● **Your objective**: Please copy every line below that contains the string "quantity".

● **Extracted records**:
········

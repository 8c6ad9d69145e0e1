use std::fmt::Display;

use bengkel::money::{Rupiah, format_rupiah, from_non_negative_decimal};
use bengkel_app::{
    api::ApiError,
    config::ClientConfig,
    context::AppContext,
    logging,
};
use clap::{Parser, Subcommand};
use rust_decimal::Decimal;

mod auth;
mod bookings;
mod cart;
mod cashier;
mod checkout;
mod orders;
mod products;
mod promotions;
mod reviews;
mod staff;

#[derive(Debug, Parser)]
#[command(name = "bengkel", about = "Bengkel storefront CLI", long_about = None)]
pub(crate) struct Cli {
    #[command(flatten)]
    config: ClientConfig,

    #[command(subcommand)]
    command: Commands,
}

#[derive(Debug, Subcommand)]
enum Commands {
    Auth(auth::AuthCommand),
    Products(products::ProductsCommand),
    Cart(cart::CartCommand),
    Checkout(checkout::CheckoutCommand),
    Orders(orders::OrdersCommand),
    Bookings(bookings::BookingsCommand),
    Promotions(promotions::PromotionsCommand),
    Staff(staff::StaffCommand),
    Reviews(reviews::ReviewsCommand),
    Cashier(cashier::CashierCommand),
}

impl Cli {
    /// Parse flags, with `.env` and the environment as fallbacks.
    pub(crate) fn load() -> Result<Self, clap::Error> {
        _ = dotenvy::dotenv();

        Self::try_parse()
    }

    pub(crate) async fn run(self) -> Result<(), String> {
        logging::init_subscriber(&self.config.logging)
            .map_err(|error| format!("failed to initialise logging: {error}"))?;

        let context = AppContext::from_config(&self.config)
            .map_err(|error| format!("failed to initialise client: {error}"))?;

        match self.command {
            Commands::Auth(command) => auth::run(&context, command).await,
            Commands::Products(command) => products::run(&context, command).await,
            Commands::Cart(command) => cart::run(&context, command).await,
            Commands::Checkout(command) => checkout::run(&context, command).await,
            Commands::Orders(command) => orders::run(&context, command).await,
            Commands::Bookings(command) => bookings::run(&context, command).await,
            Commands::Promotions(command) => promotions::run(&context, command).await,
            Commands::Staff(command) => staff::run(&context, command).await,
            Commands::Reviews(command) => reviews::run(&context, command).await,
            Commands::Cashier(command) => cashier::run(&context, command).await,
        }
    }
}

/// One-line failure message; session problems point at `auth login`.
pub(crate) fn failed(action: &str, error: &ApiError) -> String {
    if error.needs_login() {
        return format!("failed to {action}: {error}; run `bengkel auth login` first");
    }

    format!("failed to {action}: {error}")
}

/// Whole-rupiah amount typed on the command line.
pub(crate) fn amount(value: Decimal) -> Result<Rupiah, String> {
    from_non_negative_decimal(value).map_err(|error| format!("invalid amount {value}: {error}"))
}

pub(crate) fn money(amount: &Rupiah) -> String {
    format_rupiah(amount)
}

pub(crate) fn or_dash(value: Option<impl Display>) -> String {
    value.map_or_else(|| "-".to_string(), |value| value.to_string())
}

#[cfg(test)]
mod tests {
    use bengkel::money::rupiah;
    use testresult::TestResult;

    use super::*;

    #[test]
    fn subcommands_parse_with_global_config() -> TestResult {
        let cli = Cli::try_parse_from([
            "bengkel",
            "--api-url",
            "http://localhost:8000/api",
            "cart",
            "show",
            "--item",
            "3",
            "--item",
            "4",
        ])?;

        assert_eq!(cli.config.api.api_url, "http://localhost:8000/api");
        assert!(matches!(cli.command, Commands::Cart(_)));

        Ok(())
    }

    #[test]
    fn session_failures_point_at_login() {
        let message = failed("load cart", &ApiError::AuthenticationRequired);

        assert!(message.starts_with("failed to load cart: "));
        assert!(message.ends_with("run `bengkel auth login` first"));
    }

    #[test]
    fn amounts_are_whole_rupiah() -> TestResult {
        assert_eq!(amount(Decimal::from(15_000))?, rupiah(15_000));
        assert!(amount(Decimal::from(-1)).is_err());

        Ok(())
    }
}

········

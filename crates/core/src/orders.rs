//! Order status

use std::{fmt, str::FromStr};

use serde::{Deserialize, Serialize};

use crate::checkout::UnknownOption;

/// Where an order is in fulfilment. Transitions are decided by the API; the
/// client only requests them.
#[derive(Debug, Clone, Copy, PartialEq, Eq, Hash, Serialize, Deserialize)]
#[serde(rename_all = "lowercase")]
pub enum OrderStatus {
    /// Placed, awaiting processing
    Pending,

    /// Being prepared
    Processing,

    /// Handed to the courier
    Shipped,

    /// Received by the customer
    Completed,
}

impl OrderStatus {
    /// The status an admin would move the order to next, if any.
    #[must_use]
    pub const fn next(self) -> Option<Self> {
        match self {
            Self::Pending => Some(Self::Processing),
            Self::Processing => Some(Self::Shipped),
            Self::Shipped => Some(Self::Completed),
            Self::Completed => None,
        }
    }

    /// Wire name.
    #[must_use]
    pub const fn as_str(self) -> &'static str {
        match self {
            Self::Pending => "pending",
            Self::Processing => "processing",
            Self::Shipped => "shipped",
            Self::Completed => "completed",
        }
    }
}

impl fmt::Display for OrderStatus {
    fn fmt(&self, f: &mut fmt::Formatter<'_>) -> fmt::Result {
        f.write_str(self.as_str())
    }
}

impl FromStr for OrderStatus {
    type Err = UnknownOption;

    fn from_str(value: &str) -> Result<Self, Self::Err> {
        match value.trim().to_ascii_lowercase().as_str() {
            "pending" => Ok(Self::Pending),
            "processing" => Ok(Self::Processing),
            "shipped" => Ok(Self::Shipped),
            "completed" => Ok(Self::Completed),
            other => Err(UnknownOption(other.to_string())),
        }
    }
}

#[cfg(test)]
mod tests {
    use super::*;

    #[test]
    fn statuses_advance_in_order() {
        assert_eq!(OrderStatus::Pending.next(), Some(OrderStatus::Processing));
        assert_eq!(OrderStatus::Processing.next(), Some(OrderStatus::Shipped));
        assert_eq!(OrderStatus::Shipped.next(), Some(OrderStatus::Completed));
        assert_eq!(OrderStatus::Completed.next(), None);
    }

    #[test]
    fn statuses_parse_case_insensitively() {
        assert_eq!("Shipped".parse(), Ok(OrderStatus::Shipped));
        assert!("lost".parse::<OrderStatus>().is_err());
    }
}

········

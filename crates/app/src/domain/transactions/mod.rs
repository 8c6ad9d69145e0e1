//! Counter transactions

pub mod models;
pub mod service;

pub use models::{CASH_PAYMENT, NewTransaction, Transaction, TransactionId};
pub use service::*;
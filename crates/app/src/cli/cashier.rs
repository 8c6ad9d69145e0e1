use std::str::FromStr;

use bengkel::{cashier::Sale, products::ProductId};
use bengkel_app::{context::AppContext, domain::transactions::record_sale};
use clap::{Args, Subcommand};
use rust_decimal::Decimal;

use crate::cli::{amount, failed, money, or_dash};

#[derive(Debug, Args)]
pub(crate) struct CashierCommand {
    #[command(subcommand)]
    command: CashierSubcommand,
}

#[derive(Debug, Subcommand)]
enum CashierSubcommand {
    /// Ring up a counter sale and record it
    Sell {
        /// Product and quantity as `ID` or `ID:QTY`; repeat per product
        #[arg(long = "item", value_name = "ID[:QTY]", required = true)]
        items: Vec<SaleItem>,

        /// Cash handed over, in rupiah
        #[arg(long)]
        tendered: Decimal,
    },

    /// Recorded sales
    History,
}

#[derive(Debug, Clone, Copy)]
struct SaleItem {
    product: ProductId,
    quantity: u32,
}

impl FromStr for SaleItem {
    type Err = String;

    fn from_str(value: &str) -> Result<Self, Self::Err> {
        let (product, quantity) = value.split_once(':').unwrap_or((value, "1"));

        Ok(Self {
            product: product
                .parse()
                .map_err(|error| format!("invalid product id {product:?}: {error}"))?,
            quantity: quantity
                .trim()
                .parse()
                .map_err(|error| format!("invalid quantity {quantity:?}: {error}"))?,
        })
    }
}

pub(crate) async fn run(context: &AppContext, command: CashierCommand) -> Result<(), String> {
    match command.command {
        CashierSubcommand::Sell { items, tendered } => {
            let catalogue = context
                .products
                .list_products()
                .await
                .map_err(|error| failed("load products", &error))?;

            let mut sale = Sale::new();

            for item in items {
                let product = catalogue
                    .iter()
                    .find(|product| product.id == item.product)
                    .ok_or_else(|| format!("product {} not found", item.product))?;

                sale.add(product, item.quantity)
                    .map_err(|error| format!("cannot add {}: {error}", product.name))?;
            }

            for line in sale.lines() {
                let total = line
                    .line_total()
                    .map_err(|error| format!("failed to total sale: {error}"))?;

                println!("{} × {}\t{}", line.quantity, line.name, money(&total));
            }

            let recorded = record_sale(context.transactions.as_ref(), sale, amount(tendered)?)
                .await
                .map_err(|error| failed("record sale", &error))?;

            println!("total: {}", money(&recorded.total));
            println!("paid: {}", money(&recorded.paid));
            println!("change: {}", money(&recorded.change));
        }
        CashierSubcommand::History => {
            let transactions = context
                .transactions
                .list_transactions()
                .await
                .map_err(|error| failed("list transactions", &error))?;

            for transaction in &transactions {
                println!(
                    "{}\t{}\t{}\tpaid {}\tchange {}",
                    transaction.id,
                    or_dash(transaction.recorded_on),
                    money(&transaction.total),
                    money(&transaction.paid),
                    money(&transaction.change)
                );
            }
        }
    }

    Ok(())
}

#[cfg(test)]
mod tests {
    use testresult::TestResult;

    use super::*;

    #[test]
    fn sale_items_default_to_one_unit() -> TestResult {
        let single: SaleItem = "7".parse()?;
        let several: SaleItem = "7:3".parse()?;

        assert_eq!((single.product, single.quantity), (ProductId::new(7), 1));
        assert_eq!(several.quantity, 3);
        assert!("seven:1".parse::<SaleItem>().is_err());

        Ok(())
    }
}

········

● **Written reply**:
        /// Product and quantity as `ID` or `ID:QTY`; repeat per product
    quantity: u32,
        let (product, quantity) = value.split_once(':').unwrap_or((value, "1"));
            quantity: quantity
                .map_err(|error| format!("invalid quantity {quantity:?}: {error}"))?,
                sale.add(product, item.quantity)
                println!("{} × {}\t{}", line.quantity, line.name, money(&total));
        assert_eq!((single.product, single.quantity), (ProductId::new(7), 1));
        assert_eq!(several.quantity, 3);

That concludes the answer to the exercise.